- Task goal:
Repeat, exactly as written, the lines of the records below from the first through the line with "or tab) are", but none past it.

──────────────────────────────

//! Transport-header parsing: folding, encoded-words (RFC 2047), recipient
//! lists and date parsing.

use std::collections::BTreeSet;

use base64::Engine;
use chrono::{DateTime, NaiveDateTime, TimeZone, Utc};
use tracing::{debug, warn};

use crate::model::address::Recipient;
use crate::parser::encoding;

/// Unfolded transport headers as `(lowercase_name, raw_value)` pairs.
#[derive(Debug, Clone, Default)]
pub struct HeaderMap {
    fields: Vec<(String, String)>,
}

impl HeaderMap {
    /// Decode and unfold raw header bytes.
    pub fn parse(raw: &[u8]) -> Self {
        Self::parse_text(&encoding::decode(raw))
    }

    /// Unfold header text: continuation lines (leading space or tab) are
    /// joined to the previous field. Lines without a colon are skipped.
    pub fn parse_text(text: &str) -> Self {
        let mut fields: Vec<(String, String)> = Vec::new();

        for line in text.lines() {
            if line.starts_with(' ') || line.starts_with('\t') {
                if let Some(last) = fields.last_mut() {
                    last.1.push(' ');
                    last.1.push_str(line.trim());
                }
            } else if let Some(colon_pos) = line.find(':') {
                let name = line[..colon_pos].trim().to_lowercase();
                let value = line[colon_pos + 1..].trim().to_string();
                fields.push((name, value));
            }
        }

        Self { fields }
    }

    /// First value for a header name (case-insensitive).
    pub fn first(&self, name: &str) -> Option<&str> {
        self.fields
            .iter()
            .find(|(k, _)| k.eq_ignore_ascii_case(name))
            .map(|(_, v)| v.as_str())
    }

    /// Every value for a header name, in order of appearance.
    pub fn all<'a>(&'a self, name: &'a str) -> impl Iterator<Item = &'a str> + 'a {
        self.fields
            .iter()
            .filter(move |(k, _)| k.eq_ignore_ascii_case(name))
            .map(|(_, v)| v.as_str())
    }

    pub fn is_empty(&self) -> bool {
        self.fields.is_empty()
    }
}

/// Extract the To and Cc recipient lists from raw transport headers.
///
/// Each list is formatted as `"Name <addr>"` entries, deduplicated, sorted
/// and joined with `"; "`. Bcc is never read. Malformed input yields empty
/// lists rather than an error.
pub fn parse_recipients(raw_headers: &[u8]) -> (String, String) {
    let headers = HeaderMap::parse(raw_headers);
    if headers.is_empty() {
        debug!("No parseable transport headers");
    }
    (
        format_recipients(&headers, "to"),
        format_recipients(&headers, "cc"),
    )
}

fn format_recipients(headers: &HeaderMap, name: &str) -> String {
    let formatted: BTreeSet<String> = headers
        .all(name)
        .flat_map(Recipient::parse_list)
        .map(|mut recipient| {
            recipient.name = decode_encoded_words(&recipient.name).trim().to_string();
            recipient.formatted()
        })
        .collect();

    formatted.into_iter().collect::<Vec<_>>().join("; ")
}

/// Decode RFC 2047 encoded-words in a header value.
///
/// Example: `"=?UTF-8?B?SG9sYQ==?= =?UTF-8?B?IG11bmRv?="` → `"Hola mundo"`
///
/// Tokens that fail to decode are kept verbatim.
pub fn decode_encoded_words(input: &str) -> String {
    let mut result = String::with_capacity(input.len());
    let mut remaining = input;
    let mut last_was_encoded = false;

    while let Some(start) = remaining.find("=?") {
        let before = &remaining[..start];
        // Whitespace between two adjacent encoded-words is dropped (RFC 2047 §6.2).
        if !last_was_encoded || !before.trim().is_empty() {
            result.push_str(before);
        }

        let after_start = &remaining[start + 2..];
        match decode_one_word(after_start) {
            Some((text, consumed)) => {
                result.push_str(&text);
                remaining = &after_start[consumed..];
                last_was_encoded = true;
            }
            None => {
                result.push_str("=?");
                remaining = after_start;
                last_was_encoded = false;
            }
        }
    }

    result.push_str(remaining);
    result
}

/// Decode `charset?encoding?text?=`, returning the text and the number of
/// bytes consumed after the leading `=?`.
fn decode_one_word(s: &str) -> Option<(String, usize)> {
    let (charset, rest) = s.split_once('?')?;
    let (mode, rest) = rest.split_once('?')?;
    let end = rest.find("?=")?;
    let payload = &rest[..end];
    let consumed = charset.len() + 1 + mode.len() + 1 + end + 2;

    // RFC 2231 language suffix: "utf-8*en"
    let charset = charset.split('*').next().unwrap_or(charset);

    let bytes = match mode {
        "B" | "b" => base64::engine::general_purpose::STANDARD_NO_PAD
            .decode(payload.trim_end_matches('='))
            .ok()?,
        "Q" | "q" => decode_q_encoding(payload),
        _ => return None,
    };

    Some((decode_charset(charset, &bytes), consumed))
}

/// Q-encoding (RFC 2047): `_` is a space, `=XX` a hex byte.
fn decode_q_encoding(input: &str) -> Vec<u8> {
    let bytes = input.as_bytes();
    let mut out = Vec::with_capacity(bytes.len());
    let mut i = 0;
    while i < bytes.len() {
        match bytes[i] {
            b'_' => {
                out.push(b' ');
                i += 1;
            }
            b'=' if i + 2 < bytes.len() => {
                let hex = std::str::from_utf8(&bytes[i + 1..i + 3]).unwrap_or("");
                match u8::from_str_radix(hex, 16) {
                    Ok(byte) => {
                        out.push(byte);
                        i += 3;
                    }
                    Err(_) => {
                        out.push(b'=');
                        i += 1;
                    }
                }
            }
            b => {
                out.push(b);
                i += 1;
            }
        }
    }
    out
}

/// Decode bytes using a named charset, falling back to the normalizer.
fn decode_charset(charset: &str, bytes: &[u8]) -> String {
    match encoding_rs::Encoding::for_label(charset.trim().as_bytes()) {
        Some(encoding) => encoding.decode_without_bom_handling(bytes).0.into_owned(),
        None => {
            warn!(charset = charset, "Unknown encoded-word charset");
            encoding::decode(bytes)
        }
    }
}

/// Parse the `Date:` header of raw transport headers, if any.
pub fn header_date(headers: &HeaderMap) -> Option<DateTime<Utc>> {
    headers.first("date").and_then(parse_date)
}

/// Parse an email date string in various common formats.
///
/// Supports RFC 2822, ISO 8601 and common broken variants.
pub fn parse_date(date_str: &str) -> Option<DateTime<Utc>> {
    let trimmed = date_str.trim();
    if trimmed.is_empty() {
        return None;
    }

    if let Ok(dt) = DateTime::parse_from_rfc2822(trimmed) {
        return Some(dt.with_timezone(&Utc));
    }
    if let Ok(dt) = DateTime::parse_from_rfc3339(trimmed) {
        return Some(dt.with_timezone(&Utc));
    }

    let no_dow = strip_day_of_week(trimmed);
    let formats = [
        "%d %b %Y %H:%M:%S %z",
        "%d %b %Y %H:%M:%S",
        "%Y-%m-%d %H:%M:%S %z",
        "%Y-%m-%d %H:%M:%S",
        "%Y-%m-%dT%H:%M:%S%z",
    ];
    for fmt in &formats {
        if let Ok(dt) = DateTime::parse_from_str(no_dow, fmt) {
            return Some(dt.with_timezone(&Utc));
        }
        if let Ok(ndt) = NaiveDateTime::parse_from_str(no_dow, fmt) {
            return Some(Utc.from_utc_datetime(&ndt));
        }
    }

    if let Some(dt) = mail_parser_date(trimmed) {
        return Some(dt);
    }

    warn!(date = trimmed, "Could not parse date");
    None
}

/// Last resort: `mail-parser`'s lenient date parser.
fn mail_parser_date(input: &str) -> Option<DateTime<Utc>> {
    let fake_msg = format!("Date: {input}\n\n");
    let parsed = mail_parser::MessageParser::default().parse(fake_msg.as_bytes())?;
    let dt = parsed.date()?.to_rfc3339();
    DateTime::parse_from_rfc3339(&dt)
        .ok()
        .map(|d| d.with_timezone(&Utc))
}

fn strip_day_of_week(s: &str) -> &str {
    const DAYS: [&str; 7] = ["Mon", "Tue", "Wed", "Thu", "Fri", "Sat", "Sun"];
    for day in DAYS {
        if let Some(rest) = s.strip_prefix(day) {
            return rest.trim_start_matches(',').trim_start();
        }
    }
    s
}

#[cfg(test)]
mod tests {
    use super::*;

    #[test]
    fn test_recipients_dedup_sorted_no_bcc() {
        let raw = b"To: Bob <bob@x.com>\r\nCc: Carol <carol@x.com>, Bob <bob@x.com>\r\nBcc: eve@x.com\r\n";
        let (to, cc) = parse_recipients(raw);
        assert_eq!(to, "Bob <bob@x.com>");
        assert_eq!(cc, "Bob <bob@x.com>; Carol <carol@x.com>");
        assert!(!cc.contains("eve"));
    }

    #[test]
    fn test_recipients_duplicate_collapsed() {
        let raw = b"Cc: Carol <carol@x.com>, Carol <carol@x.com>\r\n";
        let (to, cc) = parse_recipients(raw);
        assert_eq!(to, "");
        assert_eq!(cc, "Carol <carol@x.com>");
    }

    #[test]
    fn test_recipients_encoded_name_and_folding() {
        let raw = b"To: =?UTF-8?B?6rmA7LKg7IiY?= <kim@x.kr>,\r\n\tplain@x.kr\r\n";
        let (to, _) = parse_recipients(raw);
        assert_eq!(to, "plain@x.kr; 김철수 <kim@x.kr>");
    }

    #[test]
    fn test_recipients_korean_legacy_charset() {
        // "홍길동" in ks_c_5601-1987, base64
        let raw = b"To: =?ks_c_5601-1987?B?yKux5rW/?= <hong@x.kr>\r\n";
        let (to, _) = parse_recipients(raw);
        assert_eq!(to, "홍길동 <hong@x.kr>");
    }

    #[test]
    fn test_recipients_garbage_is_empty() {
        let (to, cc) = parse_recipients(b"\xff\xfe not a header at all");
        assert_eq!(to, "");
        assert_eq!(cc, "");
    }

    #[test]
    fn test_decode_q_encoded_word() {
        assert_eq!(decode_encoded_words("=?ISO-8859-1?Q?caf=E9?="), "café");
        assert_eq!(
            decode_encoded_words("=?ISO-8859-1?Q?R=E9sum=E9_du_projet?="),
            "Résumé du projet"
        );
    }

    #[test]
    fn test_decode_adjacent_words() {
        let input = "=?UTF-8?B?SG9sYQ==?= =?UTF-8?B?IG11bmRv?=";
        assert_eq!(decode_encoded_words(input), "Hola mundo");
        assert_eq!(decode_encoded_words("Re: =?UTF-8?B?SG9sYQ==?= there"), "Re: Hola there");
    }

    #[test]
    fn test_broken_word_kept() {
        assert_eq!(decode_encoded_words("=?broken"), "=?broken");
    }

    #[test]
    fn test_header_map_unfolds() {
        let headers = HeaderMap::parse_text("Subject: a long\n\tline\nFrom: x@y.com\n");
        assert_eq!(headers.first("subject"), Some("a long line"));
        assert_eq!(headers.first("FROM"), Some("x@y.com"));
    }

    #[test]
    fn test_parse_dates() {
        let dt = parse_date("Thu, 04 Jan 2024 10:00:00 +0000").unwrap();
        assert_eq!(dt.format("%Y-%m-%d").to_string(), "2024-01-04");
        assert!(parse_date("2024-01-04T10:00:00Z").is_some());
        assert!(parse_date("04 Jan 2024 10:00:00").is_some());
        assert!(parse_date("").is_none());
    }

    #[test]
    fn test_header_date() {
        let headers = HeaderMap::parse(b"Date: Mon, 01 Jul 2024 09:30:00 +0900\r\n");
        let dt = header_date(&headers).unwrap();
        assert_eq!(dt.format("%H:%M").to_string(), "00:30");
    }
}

──────────────────────────────

- Exercise response:
//! Transport-header parsing: folding, encoded-words (RFC 2047), recipient
//! lists and date parsing.

use std::collections::BTreeSet;

use base64::Engine;
use chrono::{DateTime, NaiveDateTime, TimeZone, Utc};
use tracing::{debug, warn};

use crate::model::address::Recipient;
use crate::parser::encoding;

/// Unfolded transport headers as `(lowercase_name, raw_value)` pairs.
#[derive(Debug, Clone, Default)]
pub struct HeaderMap {
    fields: Vec<(String, String)>,
}

impl HeaderMap {
    /// Decode and unfold raw header bytes.
    pub fn parse(raw: &[u8]) -> Self {
        Self::parse_text(&encoding::decode(raw))
    }

    /// Unfold header text: continuation lines (leading space or tab) are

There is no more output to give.